Task input:

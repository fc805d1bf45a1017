//! Checksummed structured I/O.
//!
//! [`StructWriter`] and [`StructReader`] read and write little-endian
//! primitives, varints and length-prefixed byte strings while accumulating a
//! CRC32 over everything that passes through them. The writer appends the
//! checksum when it is closed, and the reader checks it with
//! [`StructReader::verify_checksum`]. The TOC file is written this way.

use byteorder::{LittleEndian, ReadBytesExt, WriteBytesExt};
use crc32fast::Hasher;

use crate::error::{Result, WhorlError};
use crate::storage::{StorageInput, StorageOutput};
use crate::util::varint::{decode_u64, encode_u64};

/// A structured file writer for binary data.
pub struct StructWriter<W: StorageOutput> {
    writer: W,
    hasher: Hasher,
    position: u64,
}

impl<W: StorageOutput> StructWriter<W> {
    /// Create a new structured file writer.
    pub fn new(writer: W) -> Self {
        StructWriter {
            writer,
            hasher: Hasher::new(),
            position: 0,
        }
    }

    fn put(&mut self, bytes: &[u8]) -> Result<()> {
        self.writer.write_all(bytes)?;
        self.hasher.update(bytes);
        self.position += bytes.len() as u64;
        Ok(())
    }

    pub fn write_u8(&mut self, value: u8) -> Result<()> {
        self.put(&[value])
    }

    pub fn write_u16(&mut self, value: u16) -> Result<()> {
        self.put(&value.to_le_bytes())
    }

    pub fn write_u32(&mut self, value: u32) -> Result<()> {
        self.put(&value.to_le_bytes())
    }

    pub fn write_i32(&mut self, value: i32) -> Result<()> {
        self.put(&value.to_le_bytes())
    }

    pub fn write_u64(&mut self, value: u64) -> Result<()> {
        self.put(&value.to_le_bytes())
    }

    pub fn write_f32(&mut self, value: f32) -> Result<()> {
        self.put(&value.to_le_bytes())
    }

    pub fn write_f64(&mut self, value: f64) -> Result<()> {
        self.put(&value.to_le_bytes())
    }

    /// Write a variable-length integer.
    pub fn write_varint(&mut self, value: u64) -> Result<()> {
        self.put(&encode_u64(value))
    }

    /// Write a string with a varint length prefix.
    pub fn write_string(&mut self, value: &str) -> Result<()> {
        self.write_bytes(value.as_bytes())
    }

    /// Write raw bytes with a varint length prefix.
    pub fn write_bytes(&mut self, value: &[u8]) -> Result<()> {
        self.write_varint(value.len() as u64)?;
        self.put(value)
    }

    /// Write raw bytes without length prefix.
    pub fn write_raw(&mut self, value: &[u8]) -> Result<()> {
        self.put(value)
    }

    /// Get current file position.
    pub fn position(&self) -> u64 {
        self.position
    }

    /// The CRC32 of everything written so far.
    pub fn checksum(&self) -> u32 {
        self.hasher.clone().finalize()
    }

    /// Append the checksum, then flush and close the output.
    pub fn close(mut self) -> Result<()> {
        let checksum = self.checksum();
        self.writer.write_u32::<LittleEndian>(checksum)?;
        self.writer.flush_and_sync()?;
        self.writer.close()?;
        Ok(())
    }
}

/// A structured file reader for binary data.
pub struct StructReader<R: StorageInput> {
    reader: R,
    hasher: Hasher,
    position: u64,
    file_size: u64,
}

impl<R: StorageInput> StructReader<R> {
    /// Create a new structured file reader.
    pub fn new(reader: R) -> Result<Self> {
        let file_size = reader.size()?;
        Ok(StructReader {
            reader,
            hasher: Hasher::new(),
            position: 0,
            file_size,
        })
    }

    fn take(&mut self, length: usize) -> Result<Vec<u8>> {
        // The trailing checksum is not payload.
        if self.position + length as u64 + 4 > self.file_size {
            return Err(WhorlError::format(format!(
                "read of {length} bytes at {} runs past the end of the data",
                self.position
            )));
        }
        let mut bytes = vec![0u8; length];
        self.reader.read_exact(&mut bytes)?;
        self.hasher.update(&bytes);
        self.position += length as u64;
        Ok(bytes)
    }

    fn take_array<const N: usize>(&mut self) -> Result<[u8; N]> {
        let bytes = self.take(N)?;
        let mut array = [0u8; N];
        array.copy_from_slice(&bytes);
        Ok(array)
    }

    pub fn read_u8(&mut self) -> Result<u8> {
        Ok(self.take_array::<1>()?[0])
    }

    pub fn read_u16(&mut self) -> Result<u16> {
        Ok(u16::from_le_bytes(self.take_array()?))
    }

    pub fn read_u32(&mut self) -> Result<u32> {
        Ok(u32::from_le_bytes(self.take_array()?))
    }

    pub fn read_i32(&mut self) -> Result<i32> {
        Ok(i32::from_le_bytes(self.take_array()?))
    }

    pub fn read_u64(&mut self) -> Result<u64> {
        Ok(u64::from_le_bytes(self.take_array()?))
    }

    pub fn read_f32(&mut self) -> Result<f32> {
        Ok(f32::from_le_bytes(self.take_array()?))
    }

    pub fn read_f64(&mut self) -> Result<f64> {
        Ok(f64::from_le_bytes(self.take_array()?))
    }

    /// Read a variable-length integer.
    pub fn read_varint(&mut self) -> Result<u64> {
        let mut bytes = Vec::new();
        loop {
            let byte = self.read_u8()?;
            bytes.push(byte);
            if byte & 0x80 == 0 || bytes.len() >= 10 {
                break;
            }
        }

        let (value, _) = decode_u64(&bytes)?;
        Ok(value)
    }

    /// Read a string with a varint length prefix.
    pub fn read_string(&mut self) -> Result<String> {
        let bytes = self.read_bytes()?;
        String::from_utf8(bytes).map_err(|e| WhorlError::format(format!("Invalid UTF-8: {e}")))
    }

    /// Read bytes with a varint length prefix.
    pub fn read_bytes(&mut self) -> Result<Vec<u8>> {
        let length = self.read_varint()? as usize;
        self.take(length)
    }

    /// Read an exact number of raw bytes.
    pub fn read_raw(&mut self, length: usize) -> Result<Vec<u8>> {
        self.take(length)
    }

    /// Get current file position.
    pub fn position(&self) -> u64 {
        self.position
    }

    /// Get file size.
    pub fn size(&self) -> u64 {
        self.file_size
    }

    /// Whether all payload bytes (everything but the checksum) have been read.
    pub fn is_eof(&self) -> bool {
        self.position + 4 >= self.file_size
    }

    /// Check the stored checksum against the bytes read so far.
    ///
    /// Only meaningful once the whole payload has been consumed.
    pub fn verify_checksum(&mut self) -> Result<bool> {
        if self.position + 4 != self.file_size {
            return Err(WhorlError::format(format!(
                "{} unread bytes before the checksum",
                self.file_size.saturating_sub(self.position + 4)
            )));
        }

        let stored = self.reader.read_u32::<LittleEndian>()?;
        Ok(stored == self.hasher.clone().finalize())
    }

    /// Close the reader.
    pub fn close(mut self) -> Result<()> {
        self.reader.close()
    }
}

#[cfg(test)]
mod tests {
    use super::*;
    use crate::storage::Storage;
    use crate::storage::memory::MemoryStorage;
    use std::io::Write;

    #[test]
    fn test_struct_writer_reader() {
        let storage = MemoryStorage::new_default();

        {
            let output = storage.create_output("test.struct").unwrap();
            let mut writer = StructWriter::new(output);

            writer.write_u8(42).unwrap();
            writer.write_u16(1234).unwrap();
            writer.write_i32(-12345).unwrap();
            writer.write_u64(9876543210).unwrap();
            writer.write_varint(12345).unwrap();
            writer.write_f32(std::f32::consts::PI).unwrap();
            writer.write_f64(std::f64::consts::E).unwrap();
            writer.write_string("Hello, World!").unwrap();
            writer.write_bytes(b"binary data").unwrap();
            assert_eq!(writer.position(), 1 + 2 + 4 + 8 + 2 + 4 + 8 + 14 + 12);

            writer.close().unwrap();
        }

        let input = storage.open_input("test.struct").unwrap();
        let mut reader = StructReader::new(input).unwrap();

        assert_eq!(reader.read_u8().unwrap(), 42);
        assert_eq!(reader.read_u16().unwrap(), 1234);
        assert_eq!(reader.read_i32().unwrap(), -12345);
        assert_eq!(reader.read_u64().unwrap(), 9876543210);
        assert_eq!(reader.read_varint().unwrap(), 12345);
        assert!((reader.read_f32().unwrap() - std::f32::consts::PI).abs() < 0.0001);
        assert!((reader.read_f64().unwrap() - std::f64::consts::E).abs() < 0.000000001);
        assert_eq!(reader.read_string().unwrap(), "Hello, World!");
        assert_eq!(reader.read_bytes().unwrap(), b"binary data");
        assert!(reader.is_eof());

        assert!(reader.verify_checksum().unwrap());
    }

    #[test]
    fn test_checksum_detects_corruption() {
        let storage = MemoryStorage::new_default();

        let output = storage.create_output("a").unwrap();
        let mut writer = StructWriter::new(output);
        writer.write_string("generation").unwrap();
        writer.write_u64(7).unwrap();
        writer.close().unwrap();

        let mut bytes = storage.open_bytes("a").unwrap().as_slice().to_vec();
        bytes[3] ^= 0xff;
        let mut output = storage.create_output("b").unwrap();
        output.write_all(&bytes).unwrap();
        output.close().unwrap();

        let mut reader = StructReader::new(storage.open_input("b").unwrap()).unwrap();
        reader.read_bytes().unwrap();
        reader.read_u64().unwrap();
        assert!(!reader.verify_checksum().unwrap());
    }

    #[test]
    fn test_checksum_accumulates_over_all_writes() {
        let storage = MemoryStorage::new_default();
        let output = storage.create_output("c").unwrap();
        let mut writer = StructWriter::new(output);
        writer.write_u32(1).unwrap();
        writer.write_u32(2).unwrap();

        let mut expected = Hasher::new();
        expected.update(&1u32.to_le_bytes());
        expected.update(&2u32.to_le_bytes());
        assert_eq!(writer.checksum(), expected.finalize());
    }

    #[test]
    fn test_read_past_payload_is_format_error() {
        let storage = MemoryStorage::new_default();
        let output = storage.create_output("short").unwrap();
        let mut writer = StructWriter::new(output);
        writer.write_u8(1).unwrap();
        writer.close().unwrap();

        let mut reader = StructReader::new(storage.open_input("short").unwrap()).unwrap();
        assert!(matches!(reader.read_u32(), Err(WhorlError::Format(_))));
    }
}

Task description: Restate the listing exactly, starting at its first line and ending at the line where "written this way." occurs; include both and no other lines.

Output for this exercise:
repository fc805d1bf45a1017
//! Checksummed structured I/O.
//!
//! [`StructWriter`] and [`StructReader`] read and write little-endian
//! primitives, varints and length-prefixed byte strings while accumulating a
//! CRC32 over everything that passes through them. The writer appends the
//! checksum when it is closed, and the reader checks it with
//! [`StructReader::verify_checksum`]. The TOC file is written this way.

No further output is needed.